ML Seminar: Zilin Li
The UMN Machine Learning Seminar Series brings together faculty, students, and local industrial partners who are interested in the theoretical, computational, and applied aspects of machine learning, to pose problems, exchange ideas, and foster collaborations. The talks are every Tuesday from 11 a.m. - 12 p.m. during the Spring 2023 semester.

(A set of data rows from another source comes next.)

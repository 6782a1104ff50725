use super::{ConfigValue, Sections};
use crate::error::{ConfigError, Result};
use indexmap::IndexMap;

/// Parse INI text into ordered sections.
///
/// Values stay as strings; typed getters coerce on read. Indented lines
/// continue the previous option's value.
pub(super) fn parse_cfg(source_name: &str, text: &str) -> Result<Sections> {
    let mut sections: Sections = IndexMap::new();
    let mut current_section: Option<String> = None;
    let mut current_option: Option<String> = None;

    for (index, raw_line) in text.lines().enumerate() {
        let line_no = index + 1;
        let trimmed = raw_line.trim();
        if trimmed.is_empty() || trimmed.starts_with('#') || trimmed.starts_with(';') {
            continue;
        }

        let indented = raw_line.starts_with(' ') || raw_line.starts_with('\t');
        if indented {
            if let (Some(section), Some(option)) = (&current_section, &current_option) {
                if let Some(ConfigValue::Str(value)) = sections
                    .get_mut(section)
                    .and_then(|options| options.get_mut(option))
                {
                    if !value.is_empty() {
                        value.push(' ');
                    }
                    value.push_str(trimmed);
                    continue;
                }
            }
        }

        if let Some(rest) = trimmed.strip_prefix('[') {
            let name = rest
                .strip_suffix(']')
                .map(str::trim)
                .filter(|name| !name.is_empty())
                .ok_or_else(|| parse_error(source_name, line_no, "malformed section header"))?;
            sections.entry(name.to_string()).or_default();
            current_section = Some(name.to_string());
            current_option = None;
            continue;
        }

        let Some(section) = current_section.as_ref() else {
            return Err(parse_error(source_name, line_no, "option outside of a section"));
        };
        let split_at = trimmed
            .find(['=', ':'])
            .ok_or_else(|| parse_error(source_name, line_no, "expected `option = value`"))?;
        let option = trimmed[..split_at].trim();
        if option.is_empty() {
            return Err(parse_error(source_name, line_no, "empty option name"));
        }
        let value = trimmed[split_at + 1..].trim();
        sections
            .entry(section.clone())
            .or_default()
            .insert(option.to_string(), ConfigValue::Str(value.to_string()));
        current_option = Some(option.to_string());
    }

    Ok(sections)
}

fn parse_error(source_name: &str, line: usize, message: &str) -> crate::error::Error {
    ConfigError::Parse {
        source_name: source_name.to_string(),
        line,
        message: message.to_string(),
    }
    .into()
}
/// Directory name for a resolution in km: `1km`, `250m`, `0.5m`.
pub fn resolution_to_subdir(resolution: f64) -> String {
    if resolution >= 1.0 {
        format!("{}km", trim_number(resolution))
    } else {
        format!("{}m", trim_number(resolution * 1000.0))
    }
}

fn trim_number(value: f64) -> String {
    let rounded = (value * 1.0e6).round() / 1.0e6;
    if rounded.fract() == 0.0 {
        format!("{}", rounded as i64)
    } else {
        format!("{rounded}")
    }
}

#[cfg(test)]
mod tests {
    use super::*;

    #[test]
    fn kilometres_and_metres() {
        assert_eq!(resolution_to_subdir(1.0), "1km");
        assert_eq!(resolution_to_subdir(200.0), "200km");
        assert_eq!(resolution_to_subdir(2.5), "2.5km");
        assert_eq!(resolution_to_subdir(0.25), "250m");
        assert_eq!(resolution_to_subdir(0.0005), "0.5m");
    }
}
//! CLI argument parsing for the setup/run workflow.
//!
//! The CLI stays thin: each subcommand maps onto one workflow function and
//! carries no policy of its own.
use clap::{Args, Parser, Subcommand};
use std::path::PathBuf;

/// Root CLI entrypoint.
#[derive(Parser, Debug)]
#[command(
    name = "otask",
    version,
    about = "Set up and run ocean model regression tasks",
    after_help = "Examples:\n  otask list\n  otask setup --work-dir /tmp/ocean --task planar/manufactured_solution/default\n  otask run --work-dir /tmp/ocean --jobs 4\n  otask status --work-dir /tmp/ocean --json",
    subcommand_required = true,
    arg_required_else_help = true
)]
pub struct RootArgs {
    #[command(subcommand)]
    pub command: Command,
}

/// Top-level workflow commands.
#[derive(Subcommand, Debug)]
pub enum Command {
    List(ListArgs),
    Setup(SetupArgs),
    Run(RunArgs),
    Status(StatusArgs),
}

impl Command {
    pub fn verbose(&self) -> bool {
        match self {
            Command::Setup(args) => args.verbose,
            Command::Run(args) => args.verbose,
            Command::List(_) | Command::Status(_) => false,
        }
    }
}

#[derive(Parser, Debug)]
#[command(about = "List every registered task")]
pub struct ListArgs {
    /// Emit machine-readable JSON output
    #[arg(long)]
    pub json: bool,
}

/// Exactly one way of picking tasks.
#[derive(Args, Debug)]
#[group(required = true, multiple = false)]
pub struct TaskSelection {
    /// Task path relative to the work dir (repeatable)
    #[arg(long = "task", value_name = "PATH")]
    pub tasks: Vec<String>,

    /// Task index as printed by `otask list` (repeatable)
    #[arg(long = "number", value_name = "N")]
    pub numbers: Vec<usize>,

    /// Set up every registered task
    #[arg(long)]
    pub all: bool,
}

#[derive(Parser, Debug)]
#[command(about = "Materialize tasks, steps and configs into a work dir")]
pub struct SetupArgs {
    /// Work directory receiving step dirs, configs and the setup manifest
    #[arg(long, value_name = "DIR")]
    pub work_dir: PathBuf,

    #[command(flatten)]
    pub selection: TaskSelection,

    /// User config merged over every task's defaults
    #[arg(long, value_name = "FILE")]
    pub config: Option<PathBuf>,

    /// Root of the external resource databases
    #[arg(long, value_name = "DIR")]
    pub database_root: Option<PathBuf>,

    /// Log at debug level
    #[arg(long)]
    pub verbose: bool,
}

#[derive(Parser, Debug)]
#[command(about = "Run set-up tasks (or single steps) in dependency order")]
pub struct RunArgs {
    /// Work directory previously populated by `otask setup`
    #[arg(long, value_name = "DIR")]
    pub work_dir: PathBuf,

    /// Run only this task's default steps (repeatable)
    #[arg(long = "task", value_name = "PATH")]
    pub tasks: Vec<String>,

    /// Run only this step and any producers it is missing (repeatable)
    #[arg(long = "step", value_name = "PATH")]
    pub steps: Vec<String>,

    /// Steps allowed to run at the same time
    #[arg(long, value_name = "N")]
    pub jobs: Option<usize>,

    /// Emit the run report as JSON on stdout
    #[arg(long)]
    pub json: bool,

    /// Log at debug level
    #[arg(long)]
    pub verbose: bool,
}

#[derive(Parser, Debug)]
#[command(about = "Summarize config drift and the last run")]
pub struct StatusArgs {
    /// Work directory previously populated by `otask setup`
    #[arg(long, value_name = "DIR")]
    pub work_dir: PathBuf,

    /// Emit machine-readable JSON output
    #[arg(long)]
    pub json: bool,
}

This week's speaker, Zilin Li (Indiana University), will be giving a talk titled "STAARpipeline: an all-in-one rare-variant analysis tool for biobank-scale whole-genome sequencing data".
Abstract
Large-scale whole-genome sequencing (WGS) studies have enabled the analysis of rare variant associations with complex human diseases and traits. Variant set analysis is a powerful approach to studying rare variant associations. However, existing methods have limited ability to define the variant set in the genome, especially for the noncoding genome. We propose a computationally efficient and robust rare variant association-detection framework, STAARpipeline, to automatically annotate a WGS study and perform flexible rare variant association analysis, including gene-centric analysis and fixed-window and dynamic-window-based non-gene-centric analysis by incorporating variant functional annotations. In gene-centric analysis, STAARpipeline groups coding and noncoding variants based on functional categories of genes and incorporate multiple functional annotations. In non-gene-centric analysis, in addition to fixed-size sliding window analysis, STAARpipeline provides a data-adaptive-size dynamic window analysis. All these variant sets could be automatically defined and selected in STAARpipeline. STAARpipeline also provides analytical follow-up of dissecting association signals independent of known variants via conditional analysis. We applied the STAARpipeline to analyze the total cholesterol in 30,138 samples from the NHLBI Trans-Omics for Precision Medicine (TOPMed) Program. All analyses scale well in computation time and memory. We discover several potentially new significant associations with lipids. In summary, STAARpipeline is a powerful and resource-efficient tool for association analysis of biobank-scale WGS studies.
Biography
Zilin Li is an Assistant Professor in the Department of Biostatistics and Health Data Science at Indiana University School of Medicine. Before being an assistant professor, he was a research scientist, research associate, and postdoctoral research fellow in Professor Xihong Lin’s lab in the Department of Biostatistics at Harvard T.H. Chan School of Public Health. He received my Ph.D. from Tsinghua University in 2016, supervised by Professor Xihong Lin. His research interests lie in statistical genetics and high-dimensional statistics with applications for analyzing massive health data, especially developing statistical methods for scalable analysis of large-scale genetics and genomics data.